Adelaide Medical School, Faculty of Health and Medical Sciences, University of Adelaide, Adelaide, South Australia, Australia.
Department of Gastroenterology, The Queen Elizabeth Hospital, Adelaide, South Australia, Australia.
J Gastroenterol Hepatol. 2022 Jul;37(7):1263-1274. doi: 10.1111/jgh.15832. Epub 2022 Mar 31.
Rates of antimicrobial-resistant Helicobacter pylori infection are rising globally; however, geospatial location and its interaction with risk factors for infection have not been closely examined.
Gastric biopsy specimens were collected to detect H. pylori infection at multiple centers in Adelaide, South Australia, between 1998 and 2017. The geospatial distribution of antibiotic-resistant H. pylori in the Greater Adelaide region was plotted using choropleth maps. Moran's I was used to assess geospatial correlation, and multivariate linear regression (MLR) was used to examine associations between migration status, socioeconomic status, age, gender, and rates of H. pylori positivity and antibiotic resistance.

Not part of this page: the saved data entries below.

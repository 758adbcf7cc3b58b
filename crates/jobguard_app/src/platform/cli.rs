use std::path::PathBuf;

use clap::{Args, Parser, Subcommand};

use super::config::DEFAULT_CONFIG_FILE;

#[derive(Debug, Parser)]
#[command(
    name = "jobguard",
    version,
    about = "Flags likely job scams on job-board pages using a local analysis server"
)]
pub struct Cli {
    /// RON configuration file; a missing file means defaults.
    #[arg(long, global = true, default_value = DEFAULT_CONFIG_FILE)]
    pub config: PathBuf,

    /// Base URL of the analysis server.
    #[arg(long, global = true, env = "JOBGUARD_SERVER")]
    pub server: Option<String>,

    /// Use the older `/check_job` endpoint.
    #[arg(long, global = true)]
    pub legacy_api: bool,

    /// Upper bound on characters sent for analysis.
    #[arg(long, global = true)]
    pub max_chars: Option<usize>,

    /// Log at debug level.
    #[arg(short, long, global = true)]
    pub verbose: bool,

    #[command(subcommand)]
    pub command: Command,
}

#[derive(Debug, Clone, Args)]
pub struct SourceArgs {
    /// Saved HTML file or http(s) URL.
    pub source: String,

    /// Page URL to assume when the source is a saved file.
    #[arg(long)]
    pub url: Option<String>,
}

#[derive(Debug, Subcommand)]
pub enum Command {
    /// Classify a page and analyze it if it is a job posting.
    Page(SourceArgs),
    /// List the job cards on a search results page.
    Cards {
        #[command(flatten)]
        page: SourceArgs,

        /// Analyze the card with this 1-based index.
        #[arg(long)]
        pick: Option<usize>,
    },
    /// Analyze pasted job text (read from stdin without --text).
    Manual {
        #[arg(long)]
        text: Option<String>,

        #[arg(long)]
        url: Option<String>,
    },
    /// Show classification and extraction without contacting the server.
    Inspect(SourceArgs),
    /// Print the effective configuration.
    Config,
}
use std::fmt;

use jobguard_core::{AnalysisOutcome, RequestId};

/// Reported by [`crate::RelayHandle`] when an analysis finishes either way.
#[derive(Debug, Clone, PartialEq)]
pub enum RelayEvent {
    Completed {
        request_id: RequestId,
        result: AnalysisOutcome,
    },
}

#[derive(Debug, Clone, PartialEq, Eq)]
pub struct FetchOutput {
    pub bytes: Vec<u8>,
    pub metadata: FetchMetadata,
}

#[derive(Debug, Clone, PartialEq, Eq)]
pub struct FetchMetadata {
    /// Where the page ended up after redirects.
    pub final_url: String,
    pub content_type: Option<String>,
    pub byte_len: u64,
}

#[derive(Debug, Clone, PartialEq, Eq, thiserror::Error)]
#[error("{kind}: {message}")]
pub struct FetchError {
    pub kind: FetchFailure,
    pub message: String,
}

impl FetchError {
    pub(crate) fn new(kind: FetchFailure, message: impl Into<String>) -> Self {
        Self {
            kind,
            message: message.into(),
        }
    }
}

#[derive(Debug, Clone, PartialEq, Eq)]
pub enum FetchFailure {
    InvalidUrl,
    HttpStatus(u16),
    Timeout,
    RedirectLimitExceeded,
    TooLarge { max_bytes: u64, actual: Option<u64> },
    UnsupportedContentType { content_type: String },
    Network,
}

impl fmt::Display for FetchFailure {
    fn fmt(&self, f: &mut fmt::Formatter<'_>) -> fmt::Result {
        match self {
            FetchFailure::InvalidUrl => write!(f, "invalid url"),
            FetchFailure::HttpStatus(code) => write!(f, "http status {code}"),
            FetchFailure::Timeout => write!(f, "timeout"),
            FetchFailure::RedirectLimitExceeded => write!(f, "redirect limit exceeded"),
            FetchFailure::TooLarge { max_bytes, actual } => {
                write!(f, "page too large (max {max_bytes}, actual {actual:?})")
            }
            FetchFailure::UnsupportedContentType { content_type } => {
                write!(f, "not an html page ({content_type})")
            }
            FetchFailure::Network => write!(f, "network error"),
        }
    }
}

Geographically weighted regression (GWR) was used to determine the extent to which the associations varied according to geospatial location.
Of 20 108 biopsies across 136 postcodes within the Greater Adelaide region, 1901 (9.45%) were H. pylori positive. Of these, 797 (41.9%) displayed clarithromycin, tetracycline, metronidazole, or amoxicillin resistance. In MLR, migration status was associated with the rate of H. pylori positivity (β = 3.85% per 10% increase in a postcode's migrant population; P < 0.001). H. pylori positivity and resistance to any antibiotic were geospatially clustered (Moran's I = 0.571 and 0.280, respectively; P < 0.001 for both). In GWR, there was significant geospatial variation in the strength of the migrant association for both H. pylori positivity and antibiotic resistance.
Our study demonstrates the heterogeneous geospatial distribution of H. pylori positivity and antibiotic resistance, as well as its interaction with migrant status. Geographic location and migrant status are important factors to consider for H. pylori eradication therapy.
全球范围内,对抗生素耐药的幽门螺杆菌(Helicobacter pylori)感染率正在上升;然而,其地理空间位置及其与感染风险因素的相互作用尚未得到密切研究。
1998 年至 2017 年间,在南澳大利亚阿德莱德的多个中心采集胃活检标本,以检测 H. pylori 感染。使用面域图绘制阿德莱德大都市区抗生素耐药性 H. pylori 的地理空间分布。使用 Moran's I 评估地理空间相关性,并用多元线性回归(MLR)分析移民状况、社会经济地位、年龄、性别以及 H. pylori 阳性率和抗生素耐药率之间的关系。使用地理加权回归(GWR)确定关联随地理空间位置变化的程度。
在阿德莱德大都市区的 136 个邮区中的 20108 个活检中,1901 个(9.45%)为 H. pylori 阳性。其中,797 个(41.9%)显示克拉霉素、四环素、甲硝唑或阿莫西林耐药。在 MLR 中,移民状况与 H. pylori 阳性率相关(每 10%增加一个邮区的移民人口,阳性率增加 3.85%;P < 0.001)。H. pylori 阳性和对任何抗生素的耐药性呈地理空间聚类(Moran's I 分别为 0.571 和 0.280;两者均 P < 0.001)。在 GWR 中,H. pylori 阳性和抗生素耐药性的移民相关性存在显著的地理空间差异。
本研究表明,H. pylori 阳性和抗生素耐药性具有异质的地理空间分布,以及其与移民状况的相互作用。地理位置和移民状况是根除 H. pylori 治疗的重要考虑因素。